▸ **REQUIREMENT**
Within the entries below, find every line that has the string "count", then copy it.

▸ **INFORMATION SHOWN**
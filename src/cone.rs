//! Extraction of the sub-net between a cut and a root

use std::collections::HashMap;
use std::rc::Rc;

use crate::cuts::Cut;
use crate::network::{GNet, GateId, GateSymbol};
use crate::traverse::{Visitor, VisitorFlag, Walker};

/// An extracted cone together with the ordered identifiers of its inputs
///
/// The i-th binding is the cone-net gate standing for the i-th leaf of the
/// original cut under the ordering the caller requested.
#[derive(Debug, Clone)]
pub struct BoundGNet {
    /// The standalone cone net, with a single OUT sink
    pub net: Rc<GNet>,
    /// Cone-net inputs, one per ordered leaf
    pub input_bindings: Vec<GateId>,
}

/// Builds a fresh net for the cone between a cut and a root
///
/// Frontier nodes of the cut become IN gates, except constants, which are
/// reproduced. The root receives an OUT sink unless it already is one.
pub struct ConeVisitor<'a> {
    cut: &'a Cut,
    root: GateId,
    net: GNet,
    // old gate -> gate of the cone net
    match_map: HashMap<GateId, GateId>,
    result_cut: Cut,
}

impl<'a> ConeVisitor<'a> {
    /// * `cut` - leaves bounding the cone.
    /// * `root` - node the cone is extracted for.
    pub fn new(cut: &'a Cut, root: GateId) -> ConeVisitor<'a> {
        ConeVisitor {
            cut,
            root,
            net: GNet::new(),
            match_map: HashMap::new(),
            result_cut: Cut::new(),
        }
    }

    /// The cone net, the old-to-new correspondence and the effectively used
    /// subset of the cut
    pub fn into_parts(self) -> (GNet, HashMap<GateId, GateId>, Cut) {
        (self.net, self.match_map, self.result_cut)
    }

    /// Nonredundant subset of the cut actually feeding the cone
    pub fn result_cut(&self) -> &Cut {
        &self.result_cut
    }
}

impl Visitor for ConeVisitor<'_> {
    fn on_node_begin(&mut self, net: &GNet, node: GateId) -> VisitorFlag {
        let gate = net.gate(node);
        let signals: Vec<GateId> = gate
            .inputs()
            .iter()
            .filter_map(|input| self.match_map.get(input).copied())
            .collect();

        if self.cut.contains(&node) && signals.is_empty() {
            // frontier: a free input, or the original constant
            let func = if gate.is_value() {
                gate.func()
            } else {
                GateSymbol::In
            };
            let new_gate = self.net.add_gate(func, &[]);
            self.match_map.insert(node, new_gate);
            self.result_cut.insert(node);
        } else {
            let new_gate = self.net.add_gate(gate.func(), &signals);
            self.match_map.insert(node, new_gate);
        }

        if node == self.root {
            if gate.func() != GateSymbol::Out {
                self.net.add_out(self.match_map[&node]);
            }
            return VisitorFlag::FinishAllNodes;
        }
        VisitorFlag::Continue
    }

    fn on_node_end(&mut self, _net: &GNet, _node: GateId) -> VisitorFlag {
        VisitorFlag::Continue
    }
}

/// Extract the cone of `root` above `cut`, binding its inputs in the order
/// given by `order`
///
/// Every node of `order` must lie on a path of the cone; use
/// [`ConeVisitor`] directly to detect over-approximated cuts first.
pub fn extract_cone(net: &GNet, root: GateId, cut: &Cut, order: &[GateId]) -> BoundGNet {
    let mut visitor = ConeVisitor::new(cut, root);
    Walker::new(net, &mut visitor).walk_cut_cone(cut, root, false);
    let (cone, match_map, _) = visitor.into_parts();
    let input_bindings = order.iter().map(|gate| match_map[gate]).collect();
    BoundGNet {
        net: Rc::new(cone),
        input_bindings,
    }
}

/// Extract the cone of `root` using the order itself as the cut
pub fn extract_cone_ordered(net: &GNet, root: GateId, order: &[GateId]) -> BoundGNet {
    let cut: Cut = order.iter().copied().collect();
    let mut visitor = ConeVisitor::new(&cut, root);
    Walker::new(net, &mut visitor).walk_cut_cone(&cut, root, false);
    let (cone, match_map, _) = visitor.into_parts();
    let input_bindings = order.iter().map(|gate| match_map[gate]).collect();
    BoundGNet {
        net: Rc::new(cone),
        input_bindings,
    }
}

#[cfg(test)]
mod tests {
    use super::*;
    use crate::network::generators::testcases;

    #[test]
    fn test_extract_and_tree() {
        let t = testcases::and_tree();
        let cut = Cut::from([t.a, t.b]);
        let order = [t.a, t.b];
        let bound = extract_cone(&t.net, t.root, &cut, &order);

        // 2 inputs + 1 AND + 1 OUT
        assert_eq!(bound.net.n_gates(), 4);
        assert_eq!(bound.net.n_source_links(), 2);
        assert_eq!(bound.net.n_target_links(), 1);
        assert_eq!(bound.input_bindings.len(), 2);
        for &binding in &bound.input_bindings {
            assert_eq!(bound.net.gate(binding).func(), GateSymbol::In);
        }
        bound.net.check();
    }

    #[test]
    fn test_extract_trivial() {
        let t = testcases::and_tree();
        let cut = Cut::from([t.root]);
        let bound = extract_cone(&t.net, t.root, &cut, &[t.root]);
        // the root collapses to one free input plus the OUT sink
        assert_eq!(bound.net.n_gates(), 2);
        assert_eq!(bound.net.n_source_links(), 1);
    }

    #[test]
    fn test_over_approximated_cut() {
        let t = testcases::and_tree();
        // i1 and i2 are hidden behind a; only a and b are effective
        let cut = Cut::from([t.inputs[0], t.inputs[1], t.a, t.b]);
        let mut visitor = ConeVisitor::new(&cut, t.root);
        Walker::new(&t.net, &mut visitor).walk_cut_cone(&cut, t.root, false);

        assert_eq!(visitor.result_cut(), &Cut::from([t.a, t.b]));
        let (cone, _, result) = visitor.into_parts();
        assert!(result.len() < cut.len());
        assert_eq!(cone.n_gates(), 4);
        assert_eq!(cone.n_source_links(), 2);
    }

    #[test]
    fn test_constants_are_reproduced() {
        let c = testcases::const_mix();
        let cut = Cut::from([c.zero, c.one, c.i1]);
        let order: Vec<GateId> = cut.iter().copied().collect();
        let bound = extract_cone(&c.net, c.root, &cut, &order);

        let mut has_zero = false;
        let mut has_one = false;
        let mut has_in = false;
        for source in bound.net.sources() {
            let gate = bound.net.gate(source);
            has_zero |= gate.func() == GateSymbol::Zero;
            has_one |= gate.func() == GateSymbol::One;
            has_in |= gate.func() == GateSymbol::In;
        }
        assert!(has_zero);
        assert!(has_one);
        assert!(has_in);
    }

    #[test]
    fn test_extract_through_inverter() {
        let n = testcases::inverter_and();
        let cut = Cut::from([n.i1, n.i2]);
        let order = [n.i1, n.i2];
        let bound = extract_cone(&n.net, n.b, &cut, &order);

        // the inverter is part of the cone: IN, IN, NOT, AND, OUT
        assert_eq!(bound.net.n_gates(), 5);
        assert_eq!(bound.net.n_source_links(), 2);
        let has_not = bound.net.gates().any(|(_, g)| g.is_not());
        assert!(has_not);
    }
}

---

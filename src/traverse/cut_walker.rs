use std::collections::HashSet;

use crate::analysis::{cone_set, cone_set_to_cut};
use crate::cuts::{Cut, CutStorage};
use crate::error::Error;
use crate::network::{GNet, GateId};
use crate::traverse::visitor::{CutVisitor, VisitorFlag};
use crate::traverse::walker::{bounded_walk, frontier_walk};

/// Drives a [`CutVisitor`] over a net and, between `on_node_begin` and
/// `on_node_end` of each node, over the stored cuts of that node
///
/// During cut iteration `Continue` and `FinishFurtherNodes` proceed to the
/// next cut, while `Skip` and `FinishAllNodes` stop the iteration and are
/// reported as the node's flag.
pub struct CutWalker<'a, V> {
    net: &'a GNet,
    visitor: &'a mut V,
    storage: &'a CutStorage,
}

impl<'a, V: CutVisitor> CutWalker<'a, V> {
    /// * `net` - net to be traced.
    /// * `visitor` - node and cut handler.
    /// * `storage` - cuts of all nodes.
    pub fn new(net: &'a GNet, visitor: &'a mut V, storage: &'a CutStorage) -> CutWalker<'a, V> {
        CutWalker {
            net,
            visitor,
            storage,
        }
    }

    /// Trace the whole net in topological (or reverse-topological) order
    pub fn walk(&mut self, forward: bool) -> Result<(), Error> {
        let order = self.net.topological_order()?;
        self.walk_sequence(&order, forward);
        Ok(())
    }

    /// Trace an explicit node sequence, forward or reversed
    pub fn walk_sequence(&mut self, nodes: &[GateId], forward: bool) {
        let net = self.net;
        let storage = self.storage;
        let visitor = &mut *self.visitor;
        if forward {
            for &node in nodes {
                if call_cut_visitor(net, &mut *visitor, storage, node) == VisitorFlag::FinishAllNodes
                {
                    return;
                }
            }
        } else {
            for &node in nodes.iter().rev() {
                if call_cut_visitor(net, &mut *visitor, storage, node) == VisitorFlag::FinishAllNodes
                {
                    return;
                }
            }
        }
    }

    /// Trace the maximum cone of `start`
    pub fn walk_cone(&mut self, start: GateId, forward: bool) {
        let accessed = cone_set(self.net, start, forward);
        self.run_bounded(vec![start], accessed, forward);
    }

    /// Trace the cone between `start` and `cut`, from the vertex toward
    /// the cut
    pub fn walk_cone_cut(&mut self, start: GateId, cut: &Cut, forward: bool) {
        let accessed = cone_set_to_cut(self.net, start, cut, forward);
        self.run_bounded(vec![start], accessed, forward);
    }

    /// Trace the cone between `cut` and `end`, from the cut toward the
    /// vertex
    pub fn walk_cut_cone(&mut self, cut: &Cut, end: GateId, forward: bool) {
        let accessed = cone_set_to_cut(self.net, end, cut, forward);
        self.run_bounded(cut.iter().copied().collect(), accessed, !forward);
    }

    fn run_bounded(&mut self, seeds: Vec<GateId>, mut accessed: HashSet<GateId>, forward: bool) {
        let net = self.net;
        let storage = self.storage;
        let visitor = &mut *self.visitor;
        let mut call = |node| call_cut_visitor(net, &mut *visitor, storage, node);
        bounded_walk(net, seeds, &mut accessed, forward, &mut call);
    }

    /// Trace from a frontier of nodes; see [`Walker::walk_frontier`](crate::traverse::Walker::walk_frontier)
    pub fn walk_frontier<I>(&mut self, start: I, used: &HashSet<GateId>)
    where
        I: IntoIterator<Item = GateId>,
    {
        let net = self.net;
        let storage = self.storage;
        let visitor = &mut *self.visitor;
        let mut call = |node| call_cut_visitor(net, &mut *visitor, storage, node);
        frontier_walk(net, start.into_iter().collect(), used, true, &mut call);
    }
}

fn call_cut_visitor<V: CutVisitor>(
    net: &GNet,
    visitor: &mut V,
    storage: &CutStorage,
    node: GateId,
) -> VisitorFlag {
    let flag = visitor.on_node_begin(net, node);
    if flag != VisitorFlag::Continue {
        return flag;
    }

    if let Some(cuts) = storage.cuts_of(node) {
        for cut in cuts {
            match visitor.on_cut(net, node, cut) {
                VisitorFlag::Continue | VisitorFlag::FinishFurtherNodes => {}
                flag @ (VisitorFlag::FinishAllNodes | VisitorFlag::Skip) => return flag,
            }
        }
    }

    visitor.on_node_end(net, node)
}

==

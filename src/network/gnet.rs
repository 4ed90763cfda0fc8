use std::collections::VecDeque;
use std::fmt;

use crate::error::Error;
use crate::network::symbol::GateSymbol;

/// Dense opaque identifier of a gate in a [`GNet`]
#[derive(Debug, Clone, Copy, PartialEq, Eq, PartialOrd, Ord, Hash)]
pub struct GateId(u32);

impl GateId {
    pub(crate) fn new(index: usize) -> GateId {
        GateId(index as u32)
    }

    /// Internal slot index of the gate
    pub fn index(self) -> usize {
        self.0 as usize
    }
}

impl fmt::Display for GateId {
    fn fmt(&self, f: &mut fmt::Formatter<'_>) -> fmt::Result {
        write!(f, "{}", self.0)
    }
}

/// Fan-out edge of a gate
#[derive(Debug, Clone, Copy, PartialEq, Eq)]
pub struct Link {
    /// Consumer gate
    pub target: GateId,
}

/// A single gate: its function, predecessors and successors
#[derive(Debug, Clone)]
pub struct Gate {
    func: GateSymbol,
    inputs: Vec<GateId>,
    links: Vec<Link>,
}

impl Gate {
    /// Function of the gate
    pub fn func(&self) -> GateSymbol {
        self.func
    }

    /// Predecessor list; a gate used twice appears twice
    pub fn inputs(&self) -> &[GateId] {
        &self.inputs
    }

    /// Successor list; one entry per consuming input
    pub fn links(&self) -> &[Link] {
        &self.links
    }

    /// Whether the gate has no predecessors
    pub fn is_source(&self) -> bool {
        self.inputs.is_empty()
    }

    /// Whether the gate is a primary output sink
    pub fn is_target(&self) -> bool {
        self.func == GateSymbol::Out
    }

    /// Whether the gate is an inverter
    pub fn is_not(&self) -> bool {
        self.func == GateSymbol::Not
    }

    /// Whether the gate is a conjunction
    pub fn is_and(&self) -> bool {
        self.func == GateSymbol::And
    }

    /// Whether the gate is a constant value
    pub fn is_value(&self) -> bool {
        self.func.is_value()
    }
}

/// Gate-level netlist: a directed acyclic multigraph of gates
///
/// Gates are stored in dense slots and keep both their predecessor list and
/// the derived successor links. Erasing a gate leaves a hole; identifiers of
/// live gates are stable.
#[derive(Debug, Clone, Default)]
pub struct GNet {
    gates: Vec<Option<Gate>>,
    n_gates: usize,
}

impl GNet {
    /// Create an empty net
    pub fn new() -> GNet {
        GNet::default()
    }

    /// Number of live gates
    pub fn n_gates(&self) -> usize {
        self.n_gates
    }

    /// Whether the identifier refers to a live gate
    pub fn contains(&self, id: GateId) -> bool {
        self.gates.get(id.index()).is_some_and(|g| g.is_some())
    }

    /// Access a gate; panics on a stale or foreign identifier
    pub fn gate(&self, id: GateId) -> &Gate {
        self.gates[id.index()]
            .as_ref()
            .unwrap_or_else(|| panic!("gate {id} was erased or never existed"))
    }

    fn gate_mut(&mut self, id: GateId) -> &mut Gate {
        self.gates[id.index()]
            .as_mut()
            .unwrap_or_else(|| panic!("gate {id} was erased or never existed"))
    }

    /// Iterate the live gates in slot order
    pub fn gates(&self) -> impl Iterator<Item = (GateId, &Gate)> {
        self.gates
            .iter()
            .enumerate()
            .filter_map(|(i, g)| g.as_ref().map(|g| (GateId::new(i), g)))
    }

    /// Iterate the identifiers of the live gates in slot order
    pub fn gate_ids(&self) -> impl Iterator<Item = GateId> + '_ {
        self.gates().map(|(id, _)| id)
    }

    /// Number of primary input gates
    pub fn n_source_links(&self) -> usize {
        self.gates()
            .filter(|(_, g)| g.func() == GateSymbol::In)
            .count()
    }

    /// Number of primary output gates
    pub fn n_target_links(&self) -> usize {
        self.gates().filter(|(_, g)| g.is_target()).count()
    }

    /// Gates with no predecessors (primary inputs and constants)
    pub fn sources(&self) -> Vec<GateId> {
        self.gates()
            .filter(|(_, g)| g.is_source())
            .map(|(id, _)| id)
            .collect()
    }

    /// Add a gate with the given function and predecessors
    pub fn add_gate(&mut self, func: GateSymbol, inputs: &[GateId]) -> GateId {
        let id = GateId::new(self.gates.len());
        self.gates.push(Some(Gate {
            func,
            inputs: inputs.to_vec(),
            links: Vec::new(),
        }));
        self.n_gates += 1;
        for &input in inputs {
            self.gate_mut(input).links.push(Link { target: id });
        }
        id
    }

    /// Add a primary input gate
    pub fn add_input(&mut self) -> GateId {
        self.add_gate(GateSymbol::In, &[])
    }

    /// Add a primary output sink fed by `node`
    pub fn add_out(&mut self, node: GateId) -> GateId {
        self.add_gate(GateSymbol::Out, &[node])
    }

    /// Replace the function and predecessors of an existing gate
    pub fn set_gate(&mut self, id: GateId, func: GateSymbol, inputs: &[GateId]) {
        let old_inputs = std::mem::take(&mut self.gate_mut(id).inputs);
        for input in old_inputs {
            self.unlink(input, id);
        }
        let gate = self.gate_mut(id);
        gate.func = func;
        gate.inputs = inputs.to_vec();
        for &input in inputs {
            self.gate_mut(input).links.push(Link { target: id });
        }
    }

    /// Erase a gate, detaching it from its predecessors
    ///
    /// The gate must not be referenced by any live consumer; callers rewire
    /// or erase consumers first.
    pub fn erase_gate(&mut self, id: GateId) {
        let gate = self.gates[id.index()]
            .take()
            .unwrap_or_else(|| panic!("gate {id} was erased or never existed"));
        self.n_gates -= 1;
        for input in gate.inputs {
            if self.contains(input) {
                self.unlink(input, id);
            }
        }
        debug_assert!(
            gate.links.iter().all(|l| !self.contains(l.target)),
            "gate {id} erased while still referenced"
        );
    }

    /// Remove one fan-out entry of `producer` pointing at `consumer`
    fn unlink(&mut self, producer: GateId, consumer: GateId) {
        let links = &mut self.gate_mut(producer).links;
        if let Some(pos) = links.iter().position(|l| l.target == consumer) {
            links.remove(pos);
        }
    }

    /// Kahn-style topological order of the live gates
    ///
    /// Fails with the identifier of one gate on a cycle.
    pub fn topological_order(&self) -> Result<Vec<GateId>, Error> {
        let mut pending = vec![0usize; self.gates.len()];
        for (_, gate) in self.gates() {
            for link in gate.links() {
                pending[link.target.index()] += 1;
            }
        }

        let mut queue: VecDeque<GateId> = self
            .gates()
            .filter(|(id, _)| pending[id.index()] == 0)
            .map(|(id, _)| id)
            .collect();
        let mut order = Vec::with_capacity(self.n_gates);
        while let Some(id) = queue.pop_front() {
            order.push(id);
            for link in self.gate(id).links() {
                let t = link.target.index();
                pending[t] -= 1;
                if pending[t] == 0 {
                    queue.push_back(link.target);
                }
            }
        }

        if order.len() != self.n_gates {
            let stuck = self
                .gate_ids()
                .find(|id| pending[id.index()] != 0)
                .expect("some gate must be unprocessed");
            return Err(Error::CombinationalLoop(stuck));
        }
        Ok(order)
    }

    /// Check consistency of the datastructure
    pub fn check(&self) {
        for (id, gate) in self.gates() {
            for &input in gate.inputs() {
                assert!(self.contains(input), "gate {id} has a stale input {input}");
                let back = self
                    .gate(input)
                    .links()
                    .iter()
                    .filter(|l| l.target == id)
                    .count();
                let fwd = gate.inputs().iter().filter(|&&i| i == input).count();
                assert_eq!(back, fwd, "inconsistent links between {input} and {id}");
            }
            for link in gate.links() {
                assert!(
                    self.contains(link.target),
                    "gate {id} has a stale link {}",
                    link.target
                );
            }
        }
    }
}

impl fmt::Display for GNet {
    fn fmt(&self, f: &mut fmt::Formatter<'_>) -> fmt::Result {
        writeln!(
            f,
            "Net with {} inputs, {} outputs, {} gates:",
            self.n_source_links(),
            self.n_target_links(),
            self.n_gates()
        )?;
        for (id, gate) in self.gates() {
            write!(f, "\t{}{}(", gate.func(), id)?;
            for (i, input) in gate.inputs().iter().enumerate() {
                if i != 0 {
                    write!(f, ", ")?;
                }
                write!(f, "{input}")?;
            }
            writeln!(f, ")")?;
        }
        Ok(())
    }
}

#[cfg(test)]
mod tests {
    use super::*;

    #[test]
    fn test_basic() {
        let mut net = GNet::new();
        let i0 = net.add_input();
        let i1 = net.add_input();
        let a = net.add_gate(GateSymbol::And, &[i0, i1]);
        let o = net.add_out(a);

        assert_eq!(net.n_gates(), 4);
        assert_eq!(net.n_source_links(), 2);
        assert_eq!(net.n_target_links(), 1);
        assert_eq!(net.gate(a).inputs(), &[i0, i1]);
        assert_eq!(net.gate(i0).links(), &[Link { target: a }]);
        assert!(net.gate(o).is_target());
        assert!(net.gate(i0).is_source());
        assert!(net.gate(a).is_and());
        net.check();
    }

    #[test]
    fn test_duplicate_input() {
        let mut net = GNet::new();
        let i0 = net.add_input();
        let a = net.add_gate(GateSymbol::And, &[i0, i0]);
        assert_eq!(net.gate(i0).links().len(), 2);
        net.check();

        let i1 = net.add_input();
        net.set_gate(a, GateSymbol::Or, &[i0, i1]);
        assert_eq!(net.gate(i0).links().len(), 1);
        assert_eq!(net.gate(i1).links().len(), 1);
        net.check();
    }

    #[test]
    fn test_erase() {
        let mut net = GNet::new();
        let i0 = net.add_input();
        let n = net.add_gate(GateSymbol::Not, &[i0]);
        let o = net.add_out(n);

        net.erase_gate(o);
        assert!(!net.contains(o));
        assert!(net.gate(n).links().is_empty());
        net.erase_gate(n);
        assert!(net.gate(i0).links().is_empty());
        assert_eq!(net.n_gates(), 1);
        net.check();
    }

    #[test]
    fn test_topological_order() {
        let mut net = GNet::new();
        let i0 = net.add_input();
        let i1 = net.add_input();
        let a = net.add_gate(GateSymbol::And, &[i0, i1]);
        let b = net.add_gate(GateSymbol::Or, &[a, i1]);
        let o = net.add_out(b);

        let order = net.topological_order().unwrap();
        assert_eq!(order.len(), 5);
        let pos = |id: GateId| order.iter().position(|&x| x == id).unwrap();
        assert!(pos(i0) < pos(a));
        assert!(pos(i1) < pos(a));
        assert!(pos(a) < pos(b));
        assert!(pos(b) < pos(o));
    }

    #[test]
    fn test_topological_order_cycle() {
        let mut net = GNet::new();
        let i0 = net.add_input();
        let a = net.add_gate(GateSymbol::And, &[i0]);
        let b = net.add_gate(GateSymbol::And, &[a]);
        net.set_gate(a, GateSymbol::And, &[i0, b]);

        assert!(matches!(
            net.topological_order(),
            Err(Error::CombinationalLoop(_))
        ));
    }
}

▸ **ANSWER BOX**
            .count()
        self.gates().filter(|(_, g)| g.is_target()).count()
                    .count();
                let fwd = gate.inputs().iter().filter(|&&i| i == input).count();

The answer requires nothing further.